Per quanto le mobilitazioni oggi riguardino ampie fasce della popolazione, l’organizzazione resta in mano agli studenti. Nelle facoltà universitarie occupate più o meno ogni giorno si tengono assemblee a cui possono partecipare tutti gli studenti e durante le quali ci si aggiorna sull’evoluzione delle proteste e si vota a maggioranza sui prossimi passi da compiere. I rappresentanti delle diverse facoltà occupate si incontrano poi in altre assemblee, così da coordinare le proteste e cercare un’armonia tra le varie decisioni approvate a livello di singole università. Il meccanismo dell’organizzazione orizzontale, utile per coinvolgere quante più persone possibile nei processi decisionali, è anche conseguenza degli attacchi che sono soliti subire in Serbia gli attivisti e i dissidenti che prendono posizione contro il potere. In assenza di una leadership e con le decisioni prese a livello di singole assemblee, per le autorità del paese non è possibile individuare i responsabili delle mobilitazioni.

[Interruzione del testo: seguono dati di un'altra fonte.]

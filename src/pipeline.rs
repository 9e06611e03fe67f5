use crate::chart::{ChartDescriptor, ChartInference};
use crate::data_store::{DataStore, DataStoreError, QueryResult};
use crate::executor::{ExecutionError, QueryExecutor};
use crate::llm::{LanguageModel, ModelError};
use crate::prompt::render_sql_prompt;
use crate::schema::SchemaDescriptor;
use crate::translator::QueryTranslator;
use log::info;
use std::sync::Arc;
use thiserror::Error;

#[derive(Error, Debug)]
pub enum PipelineError {
    #[error("{0}")]
    DataSource(#[from] DataStoreError),

    #[error("{0}")]
    ModelCall(#[from] ModelError),

    #[error("{0}")]
    MalformedModelOutput(String),

    #[error("{0}")]
    QueryExecution(#[from] ExecutionError),
}

impl PipelineError {
    pub fn kind(&self) -> &'static str {
        match self {
            PipelineError::DataSource(_) => "data_source",
            PipelineError::ModelCall(_) => "model_call",
            PipelineError::MalformedModelOutput(_) => "malformed_model_output",
            PipelineError::QueryExecution(_) => "query_execution",
        }
    }
}

/// A non-empty natural-language question.
#[derive(Debug, Clone, PartialEq, Eq)]
pub struct TranslationRequest {
    question: String,
}

impl TranslationRequest {
    pub fn new(question: &str) -> Option<Self> {
        if question.trim().is_empty() {
            return None;
        }
        Some(Self {
            question: question.to_string(),
        })
    }

    pub fn question(&self) -> &str {
        &self.question
    }
}

#[derive(Debug)]
pub struct PipelineOutput {
    pub query: String,
    pub result: QueryResult,
    pub chart: ChartDescriptor,
}

/// Question in, query result and chart out. Every stage runs once, in order,
/// and the first failure ends the run.
pub struct QueryPipeline {
    data_store: Arc<dyn DataStore>,
    translator: QueryTranslator,
    executor: Arc<QueryExecutor>,
    charts: ChartInference,
    row_limit: u64,
}

impl QueryPipeline {
    pub fn new(
        data_store: Arc<dyn DataStore>,
        model: Arc<dyn LanguageModel>,
        executor: Arc<QueryExecutor>,
        max_tokens: u32,
        row_limit: u64,
    ) -> Self {
        Self {
            data_store,
            translator: QueryTranslator::new(model.clone(), max_tokens),
            executor,
            charts: ChartInference::new(model, max_tokens),
            row_limit,
        }
    }

    pub async fn run(&self, request: &TranslationRequest) -> Result<PipelineOutput, PipelineError> {
        info!("Received question: {:?}", request.question());

        let schema = SchemaDescriptor::load(self.data_store.as_ref()).await?;
        let prompt = render_sql_prompt(&schema, request.question(), self.row_limit);
        let query = self.translator.translate(&prompt).await?;
        let execution = self.executor.execute(&query).await?;
        let chart = self.charts.infer(request.question(), &execution.result).await?;

        Ok(PipelineOutput {
            query: execution.sql,
            result: execution.result,
            chart,
        })
    }
}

Concessioni e nuove rivendicazioni

Inizialmente il presidente Aleksandar Vučić ha trattato le proteste degli studenti in Serbia nello stesso modo in cui ha affrontato le mobilitazioni antigovernative degli anni precedenti: in modo sprezzante. 

Da una parte ha attaccato le opposizioni, accusandole di voler destabilizzare il paese e di essere la mente dietro le manifestazioni, nonostante gli studenti abbiano sempre rivendicato la propria natura pacifica e apolitica, senza alcuna affiliazione partitica. Dall’altra ha accusato presunte potenze straniere occidentali di manovrare le proteste, un’accusa smentita dal fatto che a differenza di altre proteste recenti, come quelle in Georgia, a Belgrado e nelle altre città serbe non si sono quasi mai viste bandiere dell’Unione europea. Anzi, l’atteggiamento dei manifestanti è particolarmente critico verso Bruxelles, visto che in questi mesi non ha mai dato sostegno alle mobilitazioni preferendo fare appelli per la stabilità nel paese e dunque a favore dello status quo.

Le proteste in Serbia
Le proteste in Serbia © NENAD MIHAJLOVIC/AFP via Getty Images

Quando poi le proteste si sono trasformate in una mobilitazione su larga scala, Vučić ha iniziato a fare le prime concessioni. Una parte dei documenti relativi alla ristrutturazione della stazione ferroviaria di Novi Sad è stata desecretata e il presidente ha promesso di aumentare il budget statale riservato all’educazione. Manifestazioni e presidi sono andati avanti, prendendo di mira in particolare il primo ministro Miloš Vučević, sindaco di Novi Sad ai tempi della ristrutturazione della stazione. A fine gennaio Vučić ha annunciato un rimpasto di governo e il giorno successivo il premier si è dimesso, decretando la caduta dell’esecutivo. Questo non ha placato le rivendicazioni degli studenti e del resto della popolazione, per una mobilitazione che è ormai andata ben oltre le richieste iniziali e si è trasformata in una contestazione contro tutta la classe politica che da anni tiene le redini del paese, in primis il presidente Vučić.

Come sottolinea Giorgio Fruscione, analista dell’Istituto per gli studi di politica internazionale (Ispi), “il presidente Vučić si trova a un bivio: reprimere una protesta sin qui pacifica, col rischio di risultare ulteriormente impopolare, o cedere totalmente alle richieste della piazza, paventando un irreversibile cambio di regime. Non va escluso però che il presidente offra le ennesime elezioni, presentandole come un referendum sulla sua leadership, anche se difficilmente un nuovo voto sazierà il desiderio di giustizia e di stato di diritto della piazza”. I presidi molto partecipati del 9 febbraio per i 100 giorni dall’inizio delle proteste sono stati un ulteriore messaggio che la mobilitazione non ha intenzione di fermarsi nonostante le ultime concessioni presidenziali. L’obiettivo dei manifestanti è un cambiamento radicale del volto politico della Serbia e per il 15 febbraio è stata indetta una nuova, ingente manifestazione nazionale.